*** Opening of EXTRACTED ENTRIES ***

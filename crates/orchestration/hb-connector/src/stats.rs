//! Statistics for sync runs.

use chrono::{DateTime, Duration, Utc};
use serde::{Deserialize, Serialize};

use crate::walker::{WalkOutcome, WalkStatus};

/// Statistics collected during a sync run.
///
/// A run that returns `Ok` may still be partial: failed containers and
/// rejected deliveries only show up here and in the logs.
#[derive(Debug, Clone, Default, Serialize, Deserialize)]
pub struct SyncStats {
    /// When the sync started
    pub started_at: Option<DateTime<Utc>>,

    /// When the sync completed
    pub completed_at: Option<DateTime<Utc>>,

    /// Containers in the resolved set
    pub containers_resolved: usize,

    /// Containers whose listing ran to the end
    pub containers_completed: usize,

    /// Containers whose walk stopped on a page failure
    pub containers_failed: usize,

    /// Pages handed to the sink
    pub pages_delivered: usize,

    /// Descriptors handed to the sink
    pub objects_delivered: usize,

    /// Deliveries the sink reported as failed
    pub deliveries_rejected: usize,

    /// Whether the payload had to be (partly) replaced by defaults
    pub config_defaulted: bool,

    /// Whether the run was cancelled before finishing
    pub cancelled: bool,

    /// Contained errors encountered during the run
    pub errors: Vec<String>,
}

impl SyncStats {
    /// Create a new stats tracker with the current time as start time.
    pub fn new() -> Self {
        Self {
            started_at: Some(Utc::now()),
            ..Default::default()
        }
    }

    /// Mark the sync as complete with the current time.
    pub fn complete(&mut self) {
        self.completed_at = Some(Utc::now());
    }

    /// Fold one container walk into the totals.
    pub fn record_walk(&mut self, outcome: &WalkOutcome) {
        self.pages_delivered += outcome.pages_delivered;
        self.objects_delivered += outcome.objects_delivered;
        self.deliveries_rejected += outcome.deliveries_rejected;

        if outcome.deliveries_rejected > 0 {
            self.record_error(format!(
                "{} deliveries rejected for {}",
                outcome.deliveries_rejected, outcome.container
            ));
        }

        match &outcome.status {
            WalkStatus::Completed => self.containers_completed += 1,
            WalkStatus::Failed { page, error } => {
                self.containers_failed += 1;
                self.record_error(format!(
                    "Listing {} stopped at page {}: {}",
                    outcome.container, page, error
                ));
            }
            WalkStatus::Cancelled => self.cancelled = true,
        }
    }

    /// Record an error.
    pub fn record_error(&mut self, error: impl ToString) {
        self.errors.push(error.to_string());
    }

    /// Get the duration of the sync run.
    pub fn duration(&self) -> Option<Duration> {
        match (self.started_at, self.completed_at) {
            (Some(start), Some(end)) => Some(end - start),
            _ => None,
        }
    }

    /// Check if any errors occurred.
    pub fn has_errors(&self) -> bool {
        !self.errors.is_empty()
    }

    /// Get the number of errors.
    pub fn error_count(&self) -> usize {
        self.errors.len()
    }

    /// Calculate the throughput in descriptors per second.
    pub fn objects_per_second(&self) -> Option<f64> {
        self.duration().map(|d| {
            let secs = d.num_milliseconds() as f64 / 1000.0;
            if secs > 0.0 {
                self.objects_delivered as f64 / secs
            } else {
                0.0
            }
        })
    }
}
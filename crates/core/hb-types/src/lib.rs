//! Core types for harbor.
//!
//! This crate provides the foundational types used throughout the connector:
//! - [`SyncConfiguration`] - Parsed inbound sync request
//! - [`RawObject`] / [`ObjectPage`] - Provider listing records and pages
//! - [`ObjectDescriptor`] - Normalized record delivered to the host

pub mod config;
pub mod descriptor;
pub mod object;

pub use config::*;
pub use descriptor::*;
pub use object::*;
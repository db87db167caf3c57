//! CLI argument definitions for hb-connector.

use clap::{Parser, ValueEnum};
use hb_cli_common::{LogFormat, LogLevel};
use std::path::PathBuf;

/// Object-storage enumeration connector.
///
/// Runs one sync: reads a JSON sync payload, lists the selected buckets page
/// by page and delivers every page of descriptors to a sink. The payload is
/// taken from --config, --config-file, or stdin, in that order.
///
/// ## Examples
///
/// Explicit buckets, 500 objects per page:
///   hb-connector --config '{"profile":"prod","region":"eu-west-1","buckets":["logs"],"max_keys":500}'
///
/// Discover every bucket and post pages to a host:
///   echo '{"region":"us-east-1"}' | hb-connector --sink http --callback-url http://localhost:8080/pages
#[derive(Parser, Debug)]
#[command(name = "hb-connector")]
#[command(version, about, long_about = None)]
pub struct Cli {
    // === Sync Payload ===
    /// Sync payload as a JSON string
    #[arg(long, env = "HB_SYNC_CONFIG", conflicts_with = "config_file")]
    pub config: Option<String>,

    /// Path to a file holding the sync payload
    #[arg(long)]
    pub config_file: Option<PathBuf>,

    // === S3 Configuration ===
    /// Custom S3 endpoint URL (for LocalStack)
    #[arg(long, env = "HB_S3_ENDPOINT")]
    pub endpoint: Option<String>,

    /// AWS access key ID
    #[arg(long, env = "AWS_ACCESS_KEY_ID")]
    pub access_key: Option<String>,

    /// AWS secret access key
    #[arg(long, env = "AWS_SECRET_ACCESS_KEY")]
    pub secret_key: Option<String>,

    /// Per-request timeout in seconds
    #[arg(long, default_value = "30")]
    pub timeout_secs: u64,

    /// Retries for transient listing errors
    #[arg(long, default_value = "3")]
    pub max_retries: u32,

    // === Sync Options ===
    /// Buckets walked at the same time (must be >= 1)
    #[arg(long, default_value = "1", value_parser = parse_positive_usize)]
    pub concurrency: usize,

    // === Sink Options ===
    /// Where pages are delivered
    #[arg(long, value_enum, default_value = "stdout")]
    pub sink: SinkType,

    /// Output format for the stdout sink
    #[arg(long, value_enum, default_value = "jsonl")]
    pub output_format: OutputFormatArg,

    /// Callback URL (required when sink=http)
    #[arg(long, env = "HB_CALLBACK_URL")]
    pub callback_url: Option<String>,

    /// Bearer token for the callback URL
    #[arg(long, env = "HB_CALLBACK_TOKEN")]
    pub callback_token: Option<String>,

    // === Logging Options ===
    /// Log level
    #[arg(long, value_enum, default_value = "info")]
    pub log_level: LogLevel,

    /// Log format
    #[arg(long, value_enum, default_value = "text")]
    pub log_format: LogFormat,
}

/// Sink type.
#[derive(Debug, Clone, Copy, PartialEq, Eq, ValueEnum)]
pub enum SinkType {
    /// Write pages to stdout
    Stdout,
    /// POST pages to a callback URL
    Http,
}

/// Output format argument.
#[derive(Debug, Clone, Copy, PartialEq, Eq, ValueEnum)]
pub enum OutputFormatArg {
    /// JSON Lines (one page per line)
    Jsonl,
    /// Pretty-printed JSON
    Json,
}

impl From<OutputFormatArg> for hb_connector::OutputFormat {
    fn from(arg: OutputFormatArg) -> Self {
        match arg {
            OutputFormatArg::Jsonl => hb_connector::OutputFormat::Jsonl,
            OutputFormatArg::Json => hb_connector::OutputFormat::Json,
        }
    }
}

/// Parse a positive usize (>= 1).
fn parse_positive_usize(s: &str) -> Result<usize, String> {
    let value: usize = s
        .parse()
        .map_err(|_| format!("'{}' is not a valid number", s))?;
    if value < 1 {
        return Err(format!("{} is not in 1..", value));
    }
    Ok(value)
}
//! Connector sync tests against LocalStack S3.

use crate::common::{CollectingSink, LocalStackTestContext, unique_bucket};
use hb_connector::Connector;
use hb_types::{CONTAINER_KEY, Page, SIZE_KEY};

#[tokio::test]
#[ignore = "requires LocalStack"]
async fn test_sync_explicit_bucket_in_bounded_pages() {
    let ctx = LocalStackTestContext::new().await;

    if !ctx.is_available().await {
        eprintln!("LocalStack not available, skipping test");
        return;
    }

    let bucket = unique_bucket("hb-pages");
    ctx.seed_bucket(&bucket, 5).await.unwrap();

    let connector = Connector::new(ctx.factory());
    let sink = CollectingSink::new();
    let payload = format!(r#"{{"buckets":["{}"],"max_keys":2}}"#, bucket);

    let stats = connector.sync(&payload, &sink).await.unwrap();

    let pages = sink.pages_for(&bucket);
    let sizes: Vec<usize> = pages.iter().map(Vec::len).collect();
    assert_eq!(sizes, vec![2, 2, 1]);
    assert_eq!(stats.pages_delivered, 3);
    assert_eq!(stats.objects_delivered, 5);
    assert!(!stats.has_errors());

    let first = &pages[0][0];
    assert_eq!(first.resource_name, "obj-000");
    assert_eq!(first.remote_id, format!("arn:aws:s3:::{}/obj-000", bucket));
    assert_eq!(first.metadata.get(SIZE_KEY).map(String::as_str), Some("1"));
    assert_eq!(
        first.metadata.get(CONTAINER_KEY).map(String::as_str),
        Some(bucket.as_str())
    );
    assert!(!first.last_modified().is_empty());

    ctx.remove_bucket(&bucket).await.unwrap();
}

#[tokio::test]
#[ignore = "requires LocalStack"]
async fn test_missing_bucket_does_not_stop_others() {
    let ctx = LocalStackTestContext::new().await;

    if !ctx.is_available().await {
        eprintln!("LocalStack not available, skipping test");
        return;
    }

    let present = unique_bucket("hb-present");
    let missing = unique_bucket("hb-missing");
    ctx.seed_bucket(&present, 3).await.unwrap();

    let connector = Connector::new(ctx.factory());
    let sink = CollectingSink::new();
    let payload = format!(r#"{{"buckets":["{}","{}"]}}"#, missing, present);

    let stats = connector.sync(&payload, &sink).await.unwrap();

    assert_eq!(stats.containers_failed, 1);
    assert_eq!(stats.containers_completed, 1);
    assert!(sink.pages_for(&missing).is_empty());
    assert_eq!(sink.pages_for(&present).concat().len(), 3);

    ctx.remove_bucket(&present).await.unwrap();
}

#[tokio::test]
#[ignore = "requires LocalStack"]
async fn test_discovers_buckets_when_none_listed() {
    let ctx = LocalStackTestContext::new().await;

    if !ctx.is_available().await {
        eprintln!("LocalStack not available, skipping test");
        return;
    }

    let bucket = unique_bucket("hb-discover");
    ctx.seed_bucket(&bucket, 1).await.unwrap();

    let connector = Connector::new(ctx.factory());
    let sink = CollectingSink::new();

    let stats = connector.sync(r#"{"max_keys":100}"#, &sink).await.unwrap();

    assert!(stats.containers_resolved >= 1);
    assert!(sink.containers().contains(&bucket));
    assert_eq!(sink.pages_for(&bucket).concat().len(), 1);

    ctx.remove_bucket(&bucket).await.unwrap();
}

#[tokio::test]
#[ignore = "requires LocalStack"]
async fn test_empty_bucket_delivers_one_empty_page() {
    let ctx = LocalStackTestContext::new().await;

    if !ctx.is_available().await {
        eprintln!("LocalStack not available, skipping test");
        return;
    }

    let bucket = unique_bucket("hb-empty");
    ctx.create_bucket(&bucket).await.unwrap();

    let connector = Connector::new(ctx.factory());
    let sink = CollectingSink::new();
    let payload = format!(r#"{{"buckets":["{}"]}}"#, bucket);

    let stats = connector.sync(&payload, &sink).await.unwrap();

    assert_eq!(sink.pages_for(&bucket), vec![Page::new()]);
    assert_eq!(stats.objects_delivered, 0);

    ctx.remove_bucket(&bucket).await.unwrap();
}
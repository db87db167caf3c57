//! Main execution logic for hb-connector CLI.

use anyhow::{Context, Result};
use hb_connector::{
    CancellationToken, Connector, HttpSink, HttpSinkConfig, RetryConfig, S3ClientFactory,
    S3Config, StdoutSink, SyncOptions, SyncStats,
};
use std::io::Read;
use tracing::warn;

use crate::args::{Cli, SinkType};

/// Read the sync payload from the configured source.
pub fn read_payload(args: &Cli) -> Result<String> {
    if let Some(config) = &args.config {
        return Ok(config.clone());
    }

    if let Some(path) = &args.config_file {
        return std::fs::read_to_string(path)
            .with_context(|| format!("Failed to read sync payload from {}", path.display()));
    }

    let mut payload = String::new();
    std::io::stdin()
        .read_to_string(&mut payload)
        .context("Failed to read sync payload from stdin")?;
    Ok(payload)
}

/// Build the S3 settings shared by the run.
fn build_s3_config(args: &Cli) -> S3Config {
    let mut s3_config = S3Config::new()
        .with_timeout(args.timeout_secs)
        .with_retry(RetryConfig::new().with_max_retries(args.max_retries));

    if let Some(endpoint) = &args.endpoint {
        s3_config = s3_config.with_endpoint(endpoint);
    }

    if let (Some(access_key), Some(secret_key)) = (&args.access_key, &args.secret_key) {
        s3_config = s3_config.with_credentials(access_key, secret_key);
    }

    s3_config
}

/// Cancel the run on Ctrl-C.
fn cancel_on_interrupt() -> CancellationToken {
    let cancel = CancellationToken::new();
    let token = cancel.clone();

    tokio::spawn(async move {
        if tokio::signal::ctrl_c().await.is_ok() {
            warn!("Interrupt received, cancelling sync");
            token.cancel();
        }
    });

    cancel
}

/// Execute one sync with the provided arguments.
pub async fn execute(args: Cli) -> Result<SyncStats> {
    let payload = read_payload(&args)?;
    let connector = Connector::new(S3ClientFactory::new(build_s3_config(&args)));

    let options = SyncOptions::new()
        .with_concurrency(args.concurrency)
        .with_cancel(cancel_on_interrupt());

    let stats = match args.sink {
        SinkType::Stdout => {
            let sink = StdoutSink::new(args.output_format.into());
            connector.sync_with_options(&payload, &sink, &options).await?
        }
        SinkType::Http => {
            let callback_url = args
                .callback_url
                .as_ref()
                .ok_or_else(|| anyhow::anyhow!("--callback-url is required when sink=http"))?;

            let config = HttpSinkConfig::new(callback_url)
                .with_token(args.callback_token.clone())
                .with_timeout(args.timeout_secs);

            let sink = HttpSink::new(&config)?;
            connector.sync_with_options(&payload, &sink, &options).await?
        }
    };

    Ok(stats)
}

*** Close of EXTRACTED ENTRIES ***

Every line above from the line with "self.errors.len()" to the line with "pub use descriptor::*;", both included, must be reproduced exactly, and no other line may appear.

        self.errors.len()
    }

    /// Calculate the throughput in descriptors per second.
    pub fn objects_per_second(&self) -> Option<f64> {
        self.duration().map(|d| {
            let secs = d.num_milliseconds() as f64 / 1000.0;
            if secs > 0.0 {
                self.objects_delivered as f64 / secs
            } else {
                0.0
            }
        })
    }
}
filename crates/core/hb-types/src/lib.rs
//! Core types for harbor.
//!
//! This crate provides the foundational types used throughout the connector:
//! - [`SyncConfiguration`] - Parsed inbound sync request
//! - [`RawObject`] / [`ObjectPage`] - Provider listing records and pages
//! - [`ObjectDescriptor`] - Normalized record delivered to the host

pub mod config;
pub mod descriptor;
pub mod object;

pub use config::*;
pub use descriptor::*;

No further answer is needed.